Aim of the task - From the line with "fn parse_number<T: std::str::FromStr>(name: &'static" through the line with "let settings = load(&[]).unwrap();", repeat the entries verbatim, both end lines included, and add nothing.

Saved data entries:
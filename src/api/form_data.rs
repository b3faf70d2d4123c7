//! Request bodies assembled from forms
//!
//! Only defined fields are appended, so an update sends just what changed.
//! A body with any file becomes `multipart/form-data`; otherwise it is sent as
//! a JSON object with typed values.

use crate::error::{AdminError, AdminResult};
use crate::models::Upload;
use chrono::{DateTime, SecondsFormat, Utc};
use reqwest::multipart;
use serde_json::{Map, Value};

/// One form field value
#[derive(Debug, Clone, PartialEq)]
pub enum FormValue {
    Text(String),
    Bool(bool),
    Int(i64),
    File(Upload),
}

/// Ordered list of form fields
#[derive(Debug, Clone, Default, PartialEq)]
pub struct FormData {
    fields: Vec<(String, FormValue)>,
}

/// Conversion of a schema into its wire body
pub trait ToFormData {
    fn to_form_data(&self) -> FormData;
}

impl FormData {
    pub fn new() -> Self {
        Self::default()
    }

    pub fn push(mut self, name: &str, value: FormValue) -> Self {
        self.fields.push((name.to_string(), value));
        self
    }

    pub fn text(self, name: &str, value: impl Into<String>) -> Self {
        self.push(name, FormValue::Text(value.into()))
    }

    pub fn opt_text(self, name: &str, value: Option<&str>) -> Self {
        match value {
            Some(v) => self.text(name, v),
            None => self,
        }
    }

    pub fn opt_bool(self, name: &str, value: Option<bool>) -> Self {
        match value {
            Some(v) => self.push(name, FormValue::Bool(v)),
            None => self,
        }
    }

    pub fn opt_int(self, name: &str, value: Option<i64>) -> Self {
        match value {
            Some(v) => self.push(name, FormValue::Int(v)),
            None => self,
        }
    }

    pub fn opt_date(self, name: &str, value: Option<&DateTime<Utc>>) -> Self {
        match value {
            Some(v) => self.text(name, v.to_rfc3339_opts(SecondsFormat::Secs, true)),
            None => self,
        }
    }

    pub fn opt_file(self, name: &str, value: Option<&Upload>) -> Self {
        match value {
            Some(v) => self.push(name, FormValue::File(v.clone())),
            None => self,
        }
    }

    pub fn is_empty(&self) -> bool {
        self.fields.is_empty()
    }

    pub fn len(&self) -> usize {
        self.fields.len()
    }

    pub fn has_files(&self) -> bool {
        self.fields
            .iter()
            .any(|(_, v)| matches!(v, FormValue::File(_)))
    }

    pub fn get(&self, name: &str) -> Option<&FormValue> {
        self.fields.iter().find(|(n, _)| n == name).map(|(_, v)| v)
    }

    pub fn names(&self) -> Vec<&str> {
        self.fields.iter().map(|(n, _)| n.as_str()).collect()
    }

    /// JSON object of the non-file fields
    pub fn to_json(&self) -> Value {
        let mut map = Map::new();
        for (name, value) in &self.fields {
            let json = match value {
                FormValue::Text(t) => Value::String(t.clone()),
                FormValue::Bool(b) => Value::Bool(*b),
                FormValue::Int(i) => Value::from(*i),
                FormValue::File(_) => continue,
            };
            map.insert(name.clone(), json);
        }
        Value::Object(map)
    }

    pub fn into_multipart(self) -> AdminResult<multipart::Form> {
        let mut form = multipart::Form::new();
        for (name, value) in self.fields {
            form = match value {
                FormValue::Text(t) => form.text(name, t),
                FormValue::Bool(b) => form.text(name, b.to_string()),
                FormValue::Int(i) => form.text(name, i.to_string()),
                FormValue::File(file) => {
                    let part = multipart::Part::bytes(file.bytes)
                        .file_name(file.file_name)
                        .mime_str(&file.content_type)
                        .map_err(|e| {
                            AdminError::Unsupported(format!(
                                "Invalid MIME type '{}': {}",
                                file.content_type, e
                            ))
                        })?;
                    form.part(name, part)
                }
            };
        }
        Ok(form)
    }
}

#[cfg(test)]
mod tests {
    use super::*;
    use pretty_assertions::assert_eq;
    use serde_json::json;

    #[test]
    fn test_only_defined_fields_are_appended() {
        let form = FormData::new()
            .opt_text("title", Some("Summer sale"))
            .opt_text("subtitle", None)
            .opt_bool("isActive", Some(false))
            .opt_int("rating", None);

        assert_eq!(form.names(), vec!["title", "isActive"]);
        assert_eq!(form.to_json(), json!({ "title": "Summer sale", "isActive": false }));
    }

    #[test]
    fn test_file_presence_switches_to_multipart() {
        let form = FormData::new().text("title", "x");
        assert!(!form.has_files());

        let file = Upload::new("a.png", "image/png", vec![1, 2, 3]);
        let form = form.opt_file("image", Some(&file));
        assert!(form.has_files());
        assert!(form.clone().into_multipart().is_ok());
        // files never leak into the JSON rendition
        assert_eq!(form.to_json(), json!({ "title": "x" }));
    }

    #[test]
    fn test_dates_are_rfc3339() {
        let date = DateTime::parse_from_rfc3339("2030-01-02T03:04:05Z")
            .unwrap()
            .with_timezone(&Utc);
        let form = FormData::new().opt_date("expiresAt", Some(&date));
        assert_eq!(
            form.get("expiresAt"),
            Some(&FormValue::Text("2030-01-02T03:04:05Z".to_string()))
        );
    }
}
...
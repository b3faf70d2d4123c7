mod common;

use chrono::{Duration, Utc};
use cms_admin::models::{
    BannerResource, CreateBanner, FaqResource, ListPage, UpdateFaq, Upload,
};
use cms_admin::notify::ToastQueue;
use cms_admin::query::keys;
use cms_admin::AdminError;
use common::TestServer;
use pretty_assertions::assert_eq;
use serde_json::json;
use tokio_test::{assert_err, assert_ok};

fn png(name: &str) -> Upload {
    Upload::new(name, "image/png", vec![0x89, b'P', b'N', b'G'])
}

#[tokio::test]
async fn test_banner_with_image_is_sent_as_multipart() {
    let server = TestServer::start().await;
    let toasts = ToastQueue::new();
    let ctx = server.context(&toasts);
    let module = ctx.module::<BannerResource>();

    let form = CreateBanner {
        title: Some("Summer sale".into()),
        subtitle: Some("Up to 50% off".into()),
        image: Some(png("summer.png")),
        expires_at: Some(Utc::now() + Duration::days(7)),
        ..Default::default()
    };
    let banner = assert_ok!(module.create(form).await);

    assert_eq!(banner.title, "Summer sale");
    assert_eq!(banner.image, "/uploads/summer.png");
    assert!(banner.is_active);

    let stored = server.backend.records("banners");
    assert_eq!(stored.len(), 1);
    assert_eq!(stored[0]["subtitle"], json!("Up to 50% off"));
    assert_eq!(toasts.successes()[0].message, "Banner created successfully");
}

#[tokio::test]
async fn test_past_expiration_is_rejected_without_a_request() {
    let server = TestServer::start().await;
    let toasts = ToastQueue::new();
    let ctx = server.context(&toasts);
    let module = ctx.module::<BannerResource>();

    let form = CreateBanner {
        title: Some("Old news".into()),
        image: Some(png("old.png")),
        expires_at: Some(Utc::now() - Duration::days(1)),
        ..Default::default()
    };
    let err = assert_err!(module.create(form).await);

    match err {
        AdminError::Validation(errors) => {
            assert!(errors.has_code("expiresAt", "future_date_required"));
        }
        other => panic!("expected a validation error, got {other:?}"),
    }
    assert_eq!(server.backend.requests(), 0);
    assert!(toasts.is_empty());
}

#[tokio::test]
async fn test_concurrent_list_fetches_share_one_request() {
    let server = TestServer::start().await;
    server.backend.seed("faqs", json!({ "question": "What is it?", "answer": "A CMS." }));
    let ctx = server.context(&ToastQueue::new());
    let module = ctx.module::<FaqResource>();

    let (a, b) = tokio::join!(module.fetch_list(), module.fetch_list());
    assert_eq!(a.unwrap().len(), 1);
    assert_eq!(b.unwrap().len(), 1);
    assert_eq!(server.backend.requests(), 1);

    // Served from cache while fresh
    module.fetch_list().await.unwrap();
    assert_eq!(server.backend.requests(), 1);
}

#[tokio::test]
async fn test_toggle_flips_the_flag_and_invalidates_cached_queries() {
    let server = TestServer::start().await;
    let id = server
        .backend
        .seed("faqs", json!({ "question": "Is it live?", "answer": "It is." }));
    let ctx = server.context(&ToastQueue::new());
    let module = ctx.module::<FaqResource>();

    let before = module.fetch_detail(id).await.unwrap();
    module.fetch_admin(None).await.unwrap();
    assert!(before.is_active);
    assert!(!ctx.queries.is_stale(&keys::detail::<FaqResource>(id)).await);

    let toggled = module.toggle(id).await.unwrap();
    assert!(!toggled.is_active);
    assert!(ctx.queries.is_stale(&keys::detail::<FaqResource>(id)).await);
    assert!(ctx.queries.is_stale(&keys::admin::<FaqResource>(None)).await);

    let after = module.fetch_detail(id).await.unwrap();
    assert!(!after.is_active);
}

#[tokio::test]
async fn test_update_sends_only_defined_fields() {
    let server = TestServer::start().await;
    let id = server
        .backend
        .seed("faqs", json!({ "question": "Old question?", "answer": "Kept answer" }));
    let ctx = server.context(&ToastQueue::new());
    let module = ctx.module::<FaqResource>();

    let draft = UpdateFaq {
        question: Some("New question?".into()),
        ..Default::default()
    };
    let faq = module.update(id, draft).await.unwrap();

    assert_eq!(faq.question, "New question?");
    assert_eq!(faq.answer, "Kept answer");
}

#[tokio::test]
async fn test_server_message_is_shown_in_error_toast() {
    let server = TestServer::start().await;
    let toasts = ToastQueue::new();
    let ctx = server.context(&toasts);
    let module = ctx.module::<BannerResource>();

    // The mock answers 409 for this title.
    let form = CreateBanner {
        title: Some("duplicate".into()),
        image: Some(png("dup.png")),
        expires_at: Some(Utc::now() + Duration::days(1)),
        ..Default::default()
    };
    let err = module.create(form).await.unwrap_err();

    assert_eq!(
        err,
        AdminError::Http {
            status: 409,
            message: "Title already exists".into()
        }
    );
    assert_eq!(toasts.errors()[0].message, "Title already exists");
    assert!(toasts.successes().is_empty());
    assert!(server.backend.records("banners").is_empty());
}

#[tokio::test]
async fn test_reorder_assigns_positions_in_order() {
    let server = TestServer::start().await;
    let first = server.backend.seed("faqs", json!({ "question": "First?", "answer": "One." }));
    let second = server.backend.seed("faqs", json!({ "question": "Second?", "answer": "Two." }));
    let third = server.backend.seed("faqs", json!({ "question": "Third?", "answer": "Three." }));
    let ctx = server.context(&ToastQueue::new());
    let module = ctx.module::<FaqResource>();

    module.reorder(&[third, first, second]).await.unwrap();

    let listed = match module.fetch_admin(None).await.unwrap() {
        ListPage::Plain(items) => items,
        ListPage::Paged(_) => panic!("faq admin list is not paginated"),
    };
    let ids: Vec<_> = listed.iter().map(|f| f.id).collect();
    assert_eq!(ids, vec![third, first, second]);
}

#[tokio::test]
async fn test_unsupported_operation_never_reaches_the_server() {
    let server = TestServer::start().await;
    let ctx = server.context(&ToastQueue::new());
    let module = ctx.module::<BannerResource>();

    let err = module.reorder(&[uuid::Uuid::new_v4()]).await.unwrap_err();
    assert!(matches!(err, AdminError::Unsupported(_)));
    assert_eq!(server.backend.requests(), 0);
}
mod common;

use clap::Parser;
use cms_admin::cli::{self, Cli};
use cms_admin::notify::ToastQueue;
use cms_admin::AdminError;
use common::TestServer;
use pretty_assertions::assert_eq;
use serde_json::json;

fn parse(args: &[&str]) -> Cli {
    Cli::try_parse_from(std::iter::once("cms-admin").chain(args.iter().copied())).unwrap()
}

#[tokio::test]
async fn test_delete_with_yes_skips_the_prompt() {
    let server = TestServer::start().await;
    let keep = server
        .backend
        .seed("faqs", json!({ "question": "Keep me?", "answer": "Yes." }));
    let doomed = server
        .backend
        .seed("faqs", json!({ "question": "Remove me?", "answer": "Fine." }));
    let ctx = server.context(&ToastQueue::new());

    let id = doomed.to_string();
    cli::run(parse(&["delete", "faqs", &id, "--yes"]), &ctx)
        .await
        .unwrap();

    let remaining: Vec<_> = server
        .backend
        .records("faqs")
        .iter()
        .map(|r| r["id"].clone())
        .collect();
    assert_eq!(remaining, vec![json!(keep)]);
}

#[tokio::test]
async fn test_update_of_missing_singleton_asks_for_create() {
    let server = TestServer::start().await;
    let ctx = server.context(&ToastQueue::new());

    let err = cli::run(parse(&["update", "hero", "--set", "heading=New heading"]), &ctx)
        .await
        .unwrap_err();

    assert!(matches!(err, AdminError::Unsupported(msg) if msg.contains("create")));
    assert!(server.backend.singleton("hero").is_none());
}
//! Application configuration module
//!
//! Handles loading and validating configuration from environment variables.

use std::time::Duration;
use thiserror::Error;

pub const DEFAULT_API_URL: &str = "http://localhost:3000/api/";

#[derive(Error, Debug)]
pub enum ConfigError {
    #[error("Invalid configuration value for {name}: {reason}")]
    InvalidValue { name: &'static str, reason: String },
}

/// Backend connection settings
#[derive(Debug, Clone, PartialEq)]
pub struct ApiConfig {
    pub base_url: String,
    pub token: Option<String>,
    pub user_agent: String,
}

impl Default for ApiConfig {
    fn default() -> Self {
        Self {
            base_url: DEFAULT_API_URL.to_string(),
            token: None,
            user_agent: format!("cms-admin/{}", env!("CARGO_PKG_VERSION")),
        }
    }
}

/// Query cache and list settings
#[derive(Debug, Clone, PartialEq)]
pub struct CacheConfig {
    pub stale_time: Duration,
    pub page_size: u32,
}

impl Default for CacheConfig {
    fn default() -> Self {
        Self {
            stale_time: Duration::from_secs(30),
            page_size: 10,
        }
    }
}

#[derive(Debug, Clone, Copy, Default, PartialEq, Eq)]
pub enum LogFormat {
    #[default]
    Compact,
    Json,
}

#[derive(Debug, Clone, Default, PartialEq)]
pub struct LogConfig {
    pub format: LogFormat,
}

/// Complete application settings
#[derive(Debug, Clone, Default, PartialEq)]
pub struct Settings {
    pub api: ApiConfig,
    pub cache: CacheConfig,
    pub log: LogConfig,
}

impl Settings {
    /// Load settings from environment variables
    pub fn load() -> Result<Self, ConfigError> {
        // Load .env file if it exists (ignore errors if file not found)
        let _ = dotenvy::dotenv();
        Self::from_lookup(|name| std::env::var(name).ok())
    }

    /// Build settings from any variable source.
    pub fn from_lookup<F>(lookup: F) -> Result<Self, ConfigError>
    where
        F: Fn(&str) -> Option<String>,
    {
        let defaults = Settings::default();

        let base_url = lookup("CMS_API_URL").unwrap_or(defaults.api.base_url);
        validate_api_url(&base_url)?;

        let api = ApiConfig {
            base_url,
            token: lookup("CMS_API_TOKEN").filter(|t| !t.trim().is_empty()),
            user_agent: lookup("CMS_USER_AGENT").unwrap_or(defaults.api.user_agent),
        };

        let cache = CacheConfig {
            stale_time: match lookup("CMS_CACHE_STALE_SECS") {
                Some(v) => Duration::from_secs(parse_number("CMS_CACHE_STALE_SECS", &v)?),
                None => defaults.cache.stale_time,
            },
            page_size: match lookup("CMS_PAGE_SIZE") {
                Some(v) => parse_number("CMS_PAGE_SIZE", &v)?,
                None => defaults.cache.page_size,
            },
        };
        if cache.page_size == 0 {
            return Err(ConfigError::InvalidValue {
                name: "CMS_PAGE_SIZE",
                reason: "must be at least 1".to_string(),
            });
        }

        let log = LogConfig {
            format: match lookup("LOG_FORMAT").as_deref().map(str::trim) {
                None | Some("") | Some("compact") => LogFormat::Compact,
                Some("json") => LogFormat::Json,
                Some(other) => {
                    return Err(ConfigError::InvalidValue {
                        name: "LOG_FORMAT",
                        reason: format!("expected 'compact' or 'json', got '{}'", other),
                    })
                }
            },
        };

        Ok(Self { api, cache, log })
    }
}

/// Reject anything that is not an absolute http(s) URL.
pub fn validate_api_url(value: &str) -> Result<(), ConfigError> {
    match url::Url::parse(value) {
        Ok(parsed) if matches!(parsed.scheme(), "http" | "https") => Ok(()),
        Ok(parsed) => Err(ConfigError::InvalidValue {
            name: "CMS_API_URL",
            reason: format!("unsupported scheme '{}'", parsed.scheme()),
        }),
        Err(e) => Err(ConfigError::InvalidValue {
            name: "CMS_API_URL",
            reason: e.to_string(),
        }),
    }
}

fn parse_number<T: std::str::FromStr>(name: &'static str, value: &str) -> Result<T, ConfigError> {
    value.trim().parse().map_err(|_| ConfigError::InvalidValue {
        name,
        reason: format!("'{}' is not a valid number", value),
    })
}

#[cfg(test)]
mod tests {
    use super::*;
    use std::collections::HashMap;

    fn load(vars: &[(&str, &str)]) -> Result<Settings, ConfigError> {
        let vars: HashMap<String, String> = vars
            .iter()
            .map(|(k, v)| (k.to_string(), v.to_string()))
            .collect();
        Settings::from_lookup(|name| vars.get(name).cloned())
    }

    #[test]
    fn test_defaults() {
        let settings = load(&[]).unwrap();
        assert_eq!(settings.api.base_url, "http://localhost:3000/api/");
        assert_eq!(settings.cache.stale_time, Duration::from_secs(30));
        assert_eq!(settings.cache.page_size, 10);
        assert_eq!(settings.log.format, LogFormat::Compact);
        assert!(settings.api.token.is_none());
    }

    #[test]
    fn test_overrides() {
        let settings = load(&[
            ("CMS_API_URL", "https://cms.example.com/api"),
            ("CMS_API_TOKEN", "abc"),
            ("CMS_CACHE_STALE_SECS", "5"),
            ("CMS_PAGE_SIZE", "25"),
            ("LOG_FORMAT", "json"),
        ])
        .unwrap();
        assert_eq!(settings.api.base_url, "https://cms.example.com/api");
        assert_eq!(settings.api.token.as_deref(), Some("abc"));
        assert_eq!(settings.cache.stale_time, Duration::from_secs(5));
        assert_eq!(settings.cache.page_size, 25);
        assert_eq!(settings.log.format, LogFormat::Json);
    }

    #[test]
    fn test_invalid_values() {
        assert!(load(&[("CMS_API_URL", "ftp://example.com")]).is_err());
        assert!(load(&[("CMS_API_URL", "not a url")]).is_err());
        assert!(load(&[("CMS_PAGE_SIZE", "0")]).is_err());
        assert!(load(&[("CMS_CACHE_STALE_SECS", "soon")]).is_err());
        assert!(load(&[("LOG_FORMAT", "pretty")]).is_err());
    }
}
...
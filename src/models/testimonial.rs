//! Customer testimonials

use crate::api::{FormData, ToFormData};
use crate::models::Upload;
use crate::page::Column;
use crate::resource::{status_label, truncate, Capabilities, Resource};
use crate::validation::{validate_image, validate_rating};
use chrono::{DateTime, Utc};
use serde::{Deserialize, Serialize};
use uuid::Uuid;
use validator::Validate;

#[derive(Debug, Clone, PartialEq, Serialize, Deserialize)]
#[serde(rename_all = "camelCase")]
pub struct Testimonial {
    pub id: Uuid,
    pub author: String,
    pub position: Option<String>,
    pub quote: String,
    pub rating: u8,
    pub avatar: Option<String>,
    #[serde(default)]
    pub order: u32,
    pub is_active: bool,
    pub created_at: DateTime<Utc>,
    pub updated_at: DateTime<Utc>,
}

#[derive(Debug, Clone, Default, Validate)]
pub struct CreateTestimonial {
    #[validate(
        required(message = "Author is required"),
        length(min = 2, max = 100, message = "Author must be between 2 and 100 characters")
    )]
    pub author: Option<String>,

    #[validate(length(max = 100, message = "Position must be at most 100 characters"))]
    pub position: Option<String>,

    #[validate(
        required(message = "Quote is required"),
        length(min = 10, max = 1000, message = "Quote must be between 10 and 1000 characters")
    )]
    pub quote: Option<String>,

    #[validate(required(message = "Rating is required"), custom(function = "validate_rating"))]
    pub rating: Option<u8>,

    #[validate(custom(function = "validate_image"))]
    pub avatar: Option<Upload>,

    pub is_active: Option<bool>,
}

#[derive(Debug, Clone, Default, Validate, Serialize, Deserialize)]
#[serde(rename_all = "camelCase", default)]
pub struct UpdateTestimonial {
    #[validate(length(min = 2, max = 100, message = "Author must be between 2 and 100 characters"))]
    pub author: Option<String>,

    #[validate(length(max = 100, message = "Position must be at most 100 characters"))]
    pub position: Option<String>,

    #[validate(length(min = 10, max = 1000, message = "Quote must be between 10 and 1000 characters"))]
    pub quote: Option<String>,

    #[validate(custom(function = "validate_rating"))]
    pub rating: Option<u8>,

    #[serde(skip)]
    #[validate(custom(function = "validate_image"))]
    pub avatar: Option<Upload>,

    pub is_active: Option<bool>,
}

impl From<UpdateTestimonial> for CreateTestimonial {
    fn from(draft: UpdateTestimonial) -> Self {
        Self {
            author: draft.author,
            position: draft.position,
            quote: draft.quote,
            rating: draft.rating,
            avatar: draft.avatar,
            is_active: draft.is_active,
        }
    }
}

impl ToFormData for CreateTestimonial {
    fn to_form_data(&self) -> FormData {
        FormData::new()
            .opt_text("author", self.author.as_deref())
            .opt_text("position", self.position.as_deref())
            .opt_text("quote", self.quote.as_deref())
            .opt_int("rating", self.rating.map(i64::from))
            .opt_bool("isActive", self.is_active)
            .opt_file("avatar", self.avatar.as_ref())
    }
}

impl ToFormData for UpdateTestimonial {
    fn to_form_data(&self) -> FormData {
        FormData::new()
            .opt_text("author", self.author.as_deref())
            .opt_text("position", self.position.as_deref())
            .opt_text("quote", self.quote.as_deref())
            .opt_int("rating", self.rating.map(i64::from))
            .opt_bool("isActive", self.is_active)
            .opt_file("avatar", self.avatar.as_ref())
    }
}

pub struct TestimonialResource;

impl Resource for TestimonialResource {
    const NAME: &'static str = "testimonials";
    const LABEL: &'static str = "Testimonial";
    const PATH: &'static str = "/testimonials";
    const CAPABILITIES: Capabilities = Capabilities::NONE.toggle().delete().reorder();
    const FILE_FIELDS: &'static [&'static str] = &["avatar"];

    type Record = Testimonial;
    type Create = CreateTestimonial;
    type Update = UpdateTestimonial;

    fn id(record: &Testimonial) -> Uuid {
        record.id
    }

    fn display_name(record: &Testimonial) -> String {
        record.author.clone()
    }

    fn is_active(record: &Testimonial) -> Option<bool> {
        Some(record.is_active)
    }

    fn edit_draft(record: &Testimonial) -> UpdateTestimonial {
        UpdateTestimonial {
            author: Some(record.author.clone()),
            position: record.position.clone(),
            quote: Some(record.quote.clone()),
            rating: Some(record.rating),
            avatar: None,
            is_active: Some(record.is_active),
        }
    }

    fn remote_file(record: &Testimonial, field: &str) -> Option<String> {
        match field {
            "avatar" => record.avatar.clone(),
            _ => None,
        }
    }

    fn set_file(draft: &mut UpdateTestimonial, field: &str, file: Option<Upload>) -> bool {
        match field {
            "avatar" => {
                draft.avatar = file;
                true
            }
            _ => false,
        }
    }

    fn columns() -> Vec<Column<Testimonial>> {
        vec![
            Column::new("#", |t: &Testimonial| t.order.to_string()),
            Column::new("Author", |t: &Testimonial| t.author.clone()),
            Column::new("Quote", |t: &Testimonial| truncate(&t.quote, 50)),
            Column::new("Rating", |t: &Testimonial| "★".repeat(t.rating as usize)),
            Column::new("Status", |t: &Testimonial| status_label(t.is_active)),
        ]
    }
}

Answer -
fn parse_number<T: std::str::FromStr>(name: &'static str, value: &str) -> Result<T, ConfigError> {
    value.trim().parse().map_err(|_| ConfigError::InvalidValue {
        name,
        reason: format!("'{}' is not a valid number", value),
    })
}

#[cfg(test)]
mod tests {
    use super::*;
    use std::collections::HashMap;

    fn load(vars: &[(&str, &str)]) -> Result<Settings, ConfigError> {
        let vars: HashMap<String, String> = vars
            .iter()
            .map(|(k, v)| (k.to_string(), v.to_string()))
            .collect();
        Settings::from_lookup(|name| vars.get(name).cloned())
    }

    #[test]
    fn test_defaults() {
        let settings = load(&[]).unwrap();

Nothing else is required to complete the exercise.